For a functional example of using BPP please see my: A Simple Process tutorial.

8 thoughts on “PixInsight BatchPreprocessing”

  1. Hello Dave,

    First, thank you for putting in all the effort to document the various techniques and flow use with PI. A few times lately, I have experienced BPP not flattening properly with either raw, or master flats. A few years ago I ran into an issue with BPP not recognizing flats for certain filters that was due to FITs header name difference. At that time, BPP would put up a warning. Now, no warning, just poorly or unflattened frames. It seems this started after the major PI update recently? Have you heard of this happening. I’ve posted questions on PI user forum and got a couple responses which either I was already doing or did not help.

    thanks in advance for any ideas you may have

  2. Hi Steve,

    I don’t have any ideas off-hand. Normally I don’t use BPP at all and use a full manual flow, however if you can post something like 5 frames for each frame type (flats, darks, bias, lights, maybe a couple filters worth) I can take a look and see if I can debug it.

    Just in terms of general debug, there are several reasons why the flat correction may be bad.
    1) Darks or bias were not used or did not match in terms of exposure length, temperature, ISO, etc.
    2) The flats were not taken at the same ISO, temperature, etc.
    3) The flat from a different filter was applied to the light
    4) Something changed in the optical system between when the flats and lights were taken
    5) Nearby light sources cause internal reflections that aren’t present in the flats or lights

    Given what you said, I would suspect 1, 2 or 3. Have you noticed anything in the console saying a dark wasn’t applied or anything like that?


  3. Hi David,

    Thanks for responding. I should have added, the exact set of master dark & bias and flats were used to manually calibrate the same light frames and they came out just fine. That’s why I’m puzzled what’s going on. I’m 100% sure the flats used were taken at the end of the night the light frames were captured on. So the last few targets, I’ve had to manually calibrate. In the past, BPP has worked very well.

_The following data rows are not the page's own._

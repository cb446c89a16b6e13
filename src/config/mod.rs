use std::env;
use std::path::PathBuf;
use std::time::Duration;

use crate::error::AppError;

/// Application configuration loaded from environment variables
#[derive(Debug, Clone)]
pub struct Config {
    pub langbase: LangbaseConfig,
    pub database: DatabaseConfig,
    pub logging: LoggingConfig,
    pub request: RequestConfig,
    pub pipes: PipeConfig,
    pub agent: AgentConfig,
}

/// Langbase API configuration
#[derive(Debug, Clone)]
pub struct LangbaseConfig {
    pub api_key: String,
    pub base_url: String,
}

/// Business data database configuration
#[derive(Debug, Clone)]
pub struct DatabaseConfig {
    pub path: PathBuf,
    pub max_connections: u32,
}

/// Logging configuration
#[derive(Debug, Clone)]
pub struct LoggingConfig {
    pub level: String,
    pub format: LogFormat,
}

/// Log output format
#[derive(Debug, Clone, PartialEq)]
pub enum LogFormat {
    Pretty,
    Json,
}

/// HTTP request configuration.
///
/// `max_retries` applies to the transport only and defaults to zero, so a
/// failed generation call surfaces immediately unless retries are opted into.
#[derive(Debug, Clone)]
pub struct RequestConfig {
    pub timeout_ms: u64,
    pub max_retries: u32,
    pub retry_delay_ms: u64,
}

/// Langbase pipe name configuration
#[derive(Debug, Clone)]
pub struct PipeConfig {
    pub maturity: String,
    pub executive_summary: String,
    pub recommendations: String,
    pub ai_opportunities: String,
    pub agent: String,
}

/// Bounds for a single agent conversation turn
#[derive(Debug, Clone)]
pub struct AgentConfig {
    /// Maximum number of backend round-trips before giving up.
    pub max_turns: u32,
    /// Wall-clock budget for the whole exchange.
    pub time_budget_ms: u64,
}

impl Config {
    /// Load configuration from environment variables
    pub fn from_env() -> Result<Self, AppError> {
        // Load .env file if present (ignore errors if not found)
        let _ = dotenvy::dotenv();

        let langbase = LangbaseConfig {
            api_key: env::var("LANGBASE_API_KEY").map_err(|_| AppError::Config {
                message: "LANGBASE_API_KEY is required".to_string(),
            })?,
            base_url: env::var("LANGBASE_BASE_URL")
                .unwrap_or_else(|_| "https://api.langbase.com".to_string()),
        };

        let database = DatabaseConfig {
            path: PathBuf::from(
                env::var("DATABASE_PATH").unwrap_or_else(|_| "./data/business.db".to_string()),
            ),
            max_connections: parse_env("DATABASE_MAX_CONNECTIONS", 5),
        };

        let logging = LoggingConfig {
            level: env::var("LOG_LEVEL").unwrap_or_else(|_| "info".to_string()),
            format: match env::var("LOG_FORMAT")
                .unwrap_or_else(|_| "pretty".to_string())
                .to_lowercase()
                .as_str()
            {
                "json" => LogFormat::Json,
                _ => LogFormat::Pretty,
            },
        };

        let request = RequestConfig {
            timeout_ms: parse_env("REQUEST_TIMEOUT_MS", 30000),
            max_retries: parse_env("MAX_RETRIES", 0),
            retry_delay_ms: parse_env("RETRY_DELAY_MS", 1000),
        };

        let pipes = PipeConfig {
            maturity: env::var("PIPE_MATURITY")
                .unwrap_or_else(|_| "gtm-maturity-v1".to_string()),
            executive_summary: env::var("PIPE_EXECUTIVE_SUMMARY")
                .unwrap_or_else(|_| "gtm-executive-summary-v1".to_string()),
            recommendations: env::var("PIPE_RECOMMENDATIONS")
                .unwrap_or_else(|_| "gtm-recommendations-v1".to_string()),
            ai_opportunities: env::var("PIPE_AI_OPPORTUNITIES")
                .unwrap_or_else(|_| "gtm-ai-opportunities-v1".to_string()),
            agent: env::var("PIPE_AGENT").unwrap_or_else(|_| "business-agent-v1".to_string()),
        };

        let agent = AgentConfig {
            max_turns: parse_env("AGENT_MAX_TURNS", 8),
            time_budget_ms: parse_env("AGENT_TIME_BUDGET_MS", 120_000),
        };

        if agent.max_turns == 0 {
            return Err(AppError::Config {
                message: "AGENT_MAX_TURNS must be at least 1".to_string(),
            });
        }

        if agent.time_budget_ms == 0 {
            return Err(AppError::Config {
                message: "AGENT_TIME_BUDGET_MS must be at least 1".to_string(),
            });
        }

        Ok(Config {
            langbase,
            database,
            logging,
            request,
            pipes,
            agent,
        })
    }
}

fn parse_env<T: std::str::FromStr>(key: &str, default: T) -> T {
    env::var(key)
        .ok()
        .and_then(|s| s.parse().ok())
        .unwrap_or(default)
}

impl Default for RequestConfig {
    fn default() -> Self {
        Self {
            timeout_ms: 30000,
            max_retries: 0,
            retry_delay_ms: 1000,
        }
    }
}

impl Default for PipeConfig {
    fn default() -> Self {
        Self {
            maturity: "gtm-maturity-v1".to_string(),
            executive_summary: "gtm-executive-summary-v1".to_string(),
            recommendations: "gtm-recommendations-v1".to_string(),
            ai_opportunities: "gtm-ai-opportunities-v1".to_string(),
            agent: "business-agent-v1".to_string(),
        }
    }
}

impl Default for AgentConfig {
    fn default() -> Self {
        Self {
            max_turns: 8,
            time_budget_ms: 120_000,
        }
    }
}

impl AgentConfig {
    /// Time budget as a [`Duration`].
    pub fn time_budget(&self) -> Duration {
        Duration::from_millis(self.time_budget_ms)
    }
}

  4. It definitely sounds like something got mismatched, like it didn’t find a dark that matched a light, the dark scaling was significantly off or it used the wrong dark/bias to calibrate the flats or lights. I know they have some code to try to auto detect what matches what but something may have happened with either the FITs headers or the BPP code that has thrown that off.


  5. Thanks again,

    Dark scaling not used. Master dark is the same duration and temp as the lights. My best guess is BPP script is mis-interpreting what goes with what based on FITs header info. On the bright side, I’m getting more experience with manually calibrating which is cool. Maybe an updated SGP version changed the way headers are written (another wild guess).

  6. It certainly doesn’t sound like there is anything wrong with what you are feeding BPP, so likely it is a mismatch somewhere. I’ve found I get better results going through the manual process anyway, which is one of the reasons I don’t feel compelled to use BPP anyway. I’m glad the manual process is working for you though. I’m sure digging through the logs might help identify where it is going wrong. There is a ton of information it spits out as it runs the various processes under the covers. Honestly, I’ve never found the manual process much more time consuming and it is easier to debug as you go along.


  7. Did you make a script for fixing the SBIG pedestal ?
    Can you send me a copy?


  8. Hi Max,

    I’m not certain which script you are referring too. I have worked with some people who have had pedestal issues before but generally everything I have done was through PixelMath and not in the form of a script.